Effectivement, les ouvrages socialement marqués, les productions historiques
requièrent pour une bonne part une documentation, des références. L’histoire littéraire française nous rappelle
cette école du naturalisme mis au service du roman expérimental.
L’Obs : Comment
naît un livre. Quelle est l’étincelle
« déclencheuse » ?
Racontez-nous la naissance de votre dernier livre
J.P.B : La
naissance d’un livre est liée à plusieurs contingences personnelles,
grégaires. Une écriture relève d’une
sociabilité. Des faits majeurs viennent
vous commander témoignage et vous demandent d’assumer une charge, sans clairon,
dans le silence des intelligences et vous vous mettez en chemin.
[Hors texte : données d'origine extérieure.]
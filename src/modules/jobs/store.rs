use redis::AsyncCommands;
use uuid::Uuid;

use super::model::Job;
use crate::error::JobError;
use crate::infrastructure::redis::client::RedisService;

/// Records expire a day after their last transition, matching the result
/// lifetime of the task broker this store replaces.
const JOB_TTL_SECONDS: u64 = 86_400;

/// Redis-backed result store. Every write is a whole-record snapshot, so a
/// concurrent `get` sees either the previous or the new state of a job,
/// never a partial one.
#[derive(Clone)]
pub struct JobStore {
    redis: RedisService,
}

impl JobStore {
    pub fn new(redis: RedisService) -> Self {
        Self { redis }
    }

    fn key(id: Uuid) -> String {
        format!("jobs:{id}")
    }

    pub async fn save(&self, job: &Job) -> Result<(), JobError> {
        let mut conn = self.redis.get_conn().await?;
        let payload = serde_json::to_string(job)?;
        conn.set_ex::<_, _, ()>(Self::key(job.id), payload, JOB_TTL_SECONDS)
            .await?;
        Ok(())
    }

    pub async fn get(&self, id: Uuid) -> Result<Option<Job>, JobError> {
        let mut conn = self.redis.get_conn().await?;
        let raw: Option<String> = conn.get(Self::key(id)).await?;
        raw.map(|snapshot| serde_json::from_str(&snapshot))
            .transpose()
            .map_err(Into::into)
    }

    pub async fn delete(&self, id: Uuid) -> Result<(), JobError> {
        let mut conn = self.redis.get_conn().await?;
        conn.del::<_, ()>(Self::key(id)).await?;
        Ok(())
    }
}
Vous arborer alors votre masque et vous vous
mettez à émettre des signes à décoder.
Ma dernière production est inspirée par un homme qui a secrètement
marqué ma vie d’adolescent quand je fréquentais dans les années 78 l’université
de Ouagadougou. Quand il est mort, les
gens se sont ruées sur ses biens et son patrimoine a été bradé jusqu’à l’oubli
de son nom alors que, par révolte, il avait rejoint les routes de l’épreuve
pour se battre. Et je me suis mis à
écrire Les Anti-mémoires d’un dozo
vaincu.
Le livre vient par observation d’événements, des réflexions sur
notre condition, notre destin d’homme ou d’acteur d’un environnement.
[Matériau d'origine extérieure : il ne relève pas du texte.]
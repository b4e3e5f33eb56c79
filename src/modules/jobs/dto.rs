use serde::{Deserialize, Serialize};
use utoipa::ToSchema;
use uuid::Uuid;

#[derive(Debug, Deserialize)]
pub struct FilenameQuery {
    pub filename: String,
}

#[derive(Debug, Serialize, ToSchema)]
#[serde(rename_all = "camelCase")]
pub struct TaskCreatedResponse {
    pub task_id: Uuid,
}

/// Poll result. `downloadUrl` is present only once the job has completed.
#[derive(Debug, Serialize, ToSchema)]
pub struct TaskStatusResponse {
    pub status: String,
    #[serde(rename = "downloadUrl", skip_serializing_if = "Option::is_none")]
    pub download_url: Option<String>,
}

impl TaskStatusResponse {
    pub fn processing() -> Self {
        Self {
            status: "processing".to_string(),
            download_url: None,
        }
    }

    pub fn completed(download_url: String) -> Self {
        Self {
            status: "completed".to_string(),
            download_url: Some(download_url),
        }
    }

    pub fn failed() -> Self {
        Self {
            status: "failed".to_string(),
            download_url: None,
        }
    }
}

#[derive(Debug, Serialize, ToSchema)]
pub struct UploadUrlResponse {
    pub url: String,
    pub key: String,
}

#[cfg(test)]
mod tests {
    use super::*;
    use serde_json::json;

    #[test]
    fn task_id_serializes_camel_cased() {
        let id = Uuid::new_v4();
        let body = serde_json::to_value(TaskCreatedResponse { task_id: id }).unwrap();
        assert_eq!(body, json!({ "taskId": id.to_string() }));
    }

    #[test]
    fn processing_and_failed_omit_the_download_url() {
        assert_eq!(
            serde_json::to_value(TaskStatusResponse::processing()).unwrap(),
            json!({ "status": "processing" })
        );
        assert_eq!(
            serde_json::to_value(TaskStatusResponse::failed()).unwrap(),
            json!({ "status": "failed" })
        );
    }

    #[test]
    fn completed_carries_the_download_url() {
        let body = serde_json::to_value(TaskStatusResponse::completed(
            "http://minio/processed/clip.mp4?sig=abc".to_string(),
        ))
        .unwrap();
        assert_eq!(
            body,
            json!({
                "status": "completed",
                "downloadUrl": "http://minio/processed/clip.mp4?sig=abc"
            })
        );
    }
}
L’Obs : Combien de temps dure
l’écriture d’un livre ?
L’Obs : Une
écriture sérieuse prend sensiblement un bon moment. Du temps du premier jet à la phase
d’élaboration, des années seraient passées.
Et on travaillerait à s’imposer une exigence pour pousser le récit à son
degré de perfectibilité pour échapper à la dérive, à la précipitation ou à la
suffisance qui sont, en la matière, les démons de la création. De manière générale, l’essentiel d’un ouvrage
est retranscrit en quelque six mois. Le
reste demeure un travail de finition, de polissage, de redimensionnement et
cette phase relève de l’artisanat du style. L'oeuvre qui m'a pris le plus de temps est Amoro.
Il
faut écrire des productions qui, en plus de la thématique, allient une
excellence de style susceptibles de résister au temps, surtout dédiées à la
postérité, à l’instar des textes latins et de la phrase grecque.
L’Obs : Quel est le
dernier livre que vous avez lu ou que
vous êtes en train de lire ?
L’Obs : Il
y a un qui est édité et connu : Le
Désert des Tartares de Dino BUZZATI, issu de la littérature italienne.
Il
y a aussi quatre œuvres nationales, quatre romans au stade de tapuscrits sur le
point d’être éditées et qui sont de belle facture :
Les Amants de Lerbou
du ministre HAMA Baba
Le Destin raté de Maïmi
de Rasmané David SAWADOGO
Les
Confidences d’une muette de Justin Stanislas DRABO
Ces chemins
escarpés ! d’Auxence Sotuo SOME
Et j’en oublie, comme le récit intitulé La Barbe de l’imam du romancier KANTABGA…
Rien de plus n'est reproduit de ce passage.